Replication
Define: Replication
Keeping a copy of the same data on multiple machines that are connected via network
High numbers of read only operations
Why Replicate?
- Keep data geographically closer to user --> reduce access latency
- Query different copy if closest is down (availability)
- Each machine can handle many reads
Challenges of replication
- Should there be a lead replica
- Synchronous or asynchronous propagation of updates
- How to handle failed replica
- How to succeed a failed replica
Leaders and Followers
Each write must be processed by every replica, otherwise nodes will not hold same data. Reads can be performed on both leaders and followers.
Define: Leader
Leaders are the replicas, which can be written to
Define: Follower
Followers are the nodes, who apply the replication log, they receive from leaders
- Get consistent snapshot (read: back-up snapshot) of leader’s database (already saved somewhere)
- Copy snapshot to follower
- Since leader likely has update in this time, get the leader’s replication log
- Apply log. Once processed, follower should be caught-up
Synchronous vs Asynchronous Replication
Define: Synchronous Replication
Leader waits until all replicas confirm changes, before reporting success to user. Followers are guaranteed to have up to date versions of data. If follower does not answer, no writes can be done.

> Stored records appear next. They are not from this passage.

//! RFC 3927 IPv4 link-local self assignment.
//!
//! The engine picks candidates from `169.254.0.0/16`, drives the claim
//! engine's probe and announcement cycles on them, and configures the
//! first candidate that survives. It backs off to one attempt per
//! minute after too many conflicts in a row.

use std::{net::Ipv4Addr, time::Duration};

use rand::Rng;

use dhcp_eloop::EventLoop;
use dhcp_platform::{Binding4, Interface};

use crate::arp::{self, ClaimEvent, Originator};
use crate::daemon::Env;
use crate::event::{Event, QUEUE_IPV4LL};

/// The conflict count after which claiming is rate limited.
pub const MAX_CONFLICTS: u32 = 10;

/// The enforced wait between claim attempts once rate limited.
pub const RATE_LIMIT_INTERVAL: u64 = 60;

#[derive(Debug, Clone, Copy, PartialEq, Eq)]
enum State {
    Idle,
    /// The random wait before the next probe cycle.
    Waiting,
    Probing,
    Bound,
}

/// The link-local assignment engine of one interface.
pub struct Ipv4ll {
    interface: Interface,
    state: State,
    bound: Option<Ipv4Addr>,
    last_conflict: Option<Ipv4Addr>,
    conflicts: u32,
}

impl Ipv4ll {
    pub fn new(interface: Interface) -> Self {
        Self {
            interface,
            state: State::Idle,
            bound: None,
            last_conflict: None,
            conflicts: 0,
        }
    }

    /// Begins self assignment. Calling while already active does
    /// nothing, so the DHCP engine may request it on every timeout.
    pub fn start(&mut self, eloop: &mut EventLoop<Event>) {
        if self.state != State::Idle {
            return;
        }
        info!("{}: starting link-local assignment", self.interface.name);
        self.state = State::Waiting;
        let delay = rand::thread_rng().gen_range(0.0..arp::PROBE_WAIT);
        eloop.schedule(
            Duration::from_secs_f64(delay),
            QUEUE_IPV4LL,
            Event::LlTick,
            self.owner(),
        );
    }

    /// Tears the assignment down, removing a configured address.
    pub fn stop(&mut self, env: &mut Env) {
        if self.state == State::Idle {
            return;
        }
        env.eloop.cancel(QUEUE_IPV4LL, None, self.owner());
        env.arp.release(env.eloop, Originator::LinkLocal);
        if let Some(address) = self.bound.take() {
            info!("{}: removing link-local {}", self.interface.name, address);
            if let Err(error) = env
                .configurator
                .remove_v4(&self.interface.name, &binding(address))
            {
                warn!(
                    "{}: unable to remove {}: {}",
                    self.interface.name, address, error
                );
            }
        }
        self.state = State::Idle;
        self.conflicts = 0;
    }

    /// The wait before a probe cycle has elapsed.
    pub fn handle_tick(&mut self, env: &mut Env) {
        if self.state != State::Waiting {
            return;
        }
        let candidate = self.pick();
        match env
            .arp
            .probe(env.eloop, env.sockets, Originator::LinkLocal, candidate)
        {
            Ok(()) => self.state = State::Probing,
            Err(error) => {
                warn!(
                    "{}: unable to probe for {}: {}",
                    self.interface.name, candidate, error
                );
                env.eloop.schedule(
                    Duration::from_secs(RATE_LIMIT_INTERVAL),
                    QUEUE_IPV4LL,
                    Event::LlTick,
                    self.owner(),
                );
            }
        }
    }

    /// Routes a claim outcome from the claim engine.
    ///
    /// Returns the lost address when a configured address had to be
    /// surrendered, so the daemon can report the conflict upwards.
    pub fn on_claim(&mut self, env: &mut Env, outcome: ClaimEvent) -> Option<Ipv4Addr> {
        match outcome {
            ClaimEvent::Probed(address) => {
                info!("{}: using link-local {}", self.interface.name, address);
                if let Err(error) = env
                    .configurator
                    .apply_v4(&self.interface.name, &binding(address))
                {
                    warn!(
                        "{}: unable to configure {}: {}",
                        self.interface.name, address, error
                    );
                }
                self.bound = Some(address);
                if let Err(error) =
                    env.arp
                        .announce(env.eloop, env.sockets, Originator::LinkLocal, address)
                {
                    warn!(
                        "{}: unable to announce {}: {}",
                        self.interface.name, address, error
                    );
                }
                None
            }
            ClaimEvent::Announced(_) => {
                self.state = State::Bound;
                self.conflicts = 0;
                None
            }
            ClaimEvent::Conflict { address, .. } => {
                self.conflicts += 1;
                self.last_conflict = Some(address);
                let lost = self.bound.take();
                if let Some(bound) = lost {
                    if let Err(error) = env
                        .configurator
                        .remove_v4(&self.interface.name, &binding(bound))
                    {
                        warn!(
                            "{}: unable to remove {}: {}",
                            self.interface.name, bound, error
                        );
                    }
                }
                self.state = State::Waiting;
                let delay = if self.conflicts >= MAX_CONFLICTS {
                    warn!(
                        "{}: {} conflicts in a row, rate limiting",
                        self.interface.name, self.conflicts
                    );
                    Duration::from_secs(RATE_LIMIT_INTERVAL)
                } else {
                    Duration::from_secs_f64(rand::thread_rng().gen_range(0.0..arp::PROBE_WAIT))
                };
                env.eloop
                    .schedule(delay, QUEUE_IPV4LL, Event::LlTick, self.owner());
                lost
            }
        }
    }

    /// Picks a candidate from `169.254.1.0` to `169.254.254.255`,
    /// avoiding the last conflicted and the currently bound address.
    fn pick(&self) -> Ipv4Addr {
        let mut rng = rand::thread_rng();
        loop {
            let index: u32 = rng.gen_range(0..254 * 256);
            let candidate =
                Ipv4Addr::new(169, 254, (1 + index / 256) as u8, (index % 256) as u8);
            if Some(candidate) == self.last_conflict || Some(candidate) == self.bound {
                continue;
            }
            return candidate;
        }
    }

    fn owner(&self) -> u64 {
        u64::from(self.interface.index)
    }
}

/// The /16 binding of a link-local address.
fn binding(address: Ipv4Addr) -> Binding4 {
    Binding4 {
        address,
        prefix_length: 16,
        broadcast: Some(Ipv4Addr::new(169, 254, 255, 255)),
        routers: Vec::new(),
        static_routes: Vec::new(),
        dns_servers: Vec::new(),
        mtu: None,
    }
}
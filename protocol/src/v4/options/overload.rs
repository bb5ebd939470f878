//! DHCPv4 option overload module.

use std::fmt;

/// DHCP option overload values.
///
/// Tells the parser which unused BOOTP fields carry further options.
#[derive(Debug, Clone, Copy, PartialEq, Eq)]
pub enum Overload {
    Undefined = 0,
    File,
    Sname,
    Both,
}

impl fmt::Display for Overload {
    fn fmt(&self, f: &mut fmt::Formatter) -> fmt::Result {
        use self::Overload::*;
        match self {
            File => write!(f, "FILE"),
            Sname => write!(f, "SNAME"),
            Both => write!(f, "BOTH"),

            Undefined => write!(f, "UNDEFINED"),
        }
    }
}

impl From<u8> for Overload {
    fn from(value: u8) -> Self {
        use self::Overload::*;
        match value {
            1 => File,
            2 => Sname,
            3 => Both,

            _ => Undefined,
        }
    }
}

Define: Asynchronous Replication
Leader sends update message to all replicas, however responds success when it has made changes
Outage Handling
Follower Failure: Catch Up Recovery
Leader Failure: Failover
Define: Catchup Recovery
- Keep local log of changes already applied
- After reboot, ask leader for outstanding changes
Define: Failover
- Detect leader has failed
- Promote new follower to leader
- Adjust system accordingly
Replication Logs
- Statement based replication
- Leader logs every write request it executed
- Write ahead log (physical log)
- All modifications written to log before execution
- Includes Redo and Undo information
- Change data capture (logical log)
- Sequence of records, that describe what is written to the database tables (content of table fields changed)
- Replicas can thus run on different storage engines
Eventual Consistency
- Only really realistic for asynchronous applications
- Due to Availability problems
- This results in potentially outdated information
Define: Eventual Consistency
When running the same query on leader and follower results in different results. There is no limit to how far a replica can fall behind
Avoidance:
- Reading you write
- Monotonic reads
Define: Reading you write
- If a user updates a field, they are guaranteed that their reads will contain the updated information
- e.g. by reading only from the master
- No guarantee for other users
Define: Monotonic Reads
Avoid time skips (e.g. comment appearing, and then gone, due to not being in other replica yet), by reading same data always from the same replica.
Multi Leader Replication
Multiple leaders, who each have a master replica. They perform conflict resolution to apply changes.
The problem is write conflicts can occur. These can be handled by…
- Making conflict detection synchronous
- Conflict avoidance
- All writes for a particular record go through a particular leader
- Converging to a consistent state
- Last Writer Wins (comes with data loss)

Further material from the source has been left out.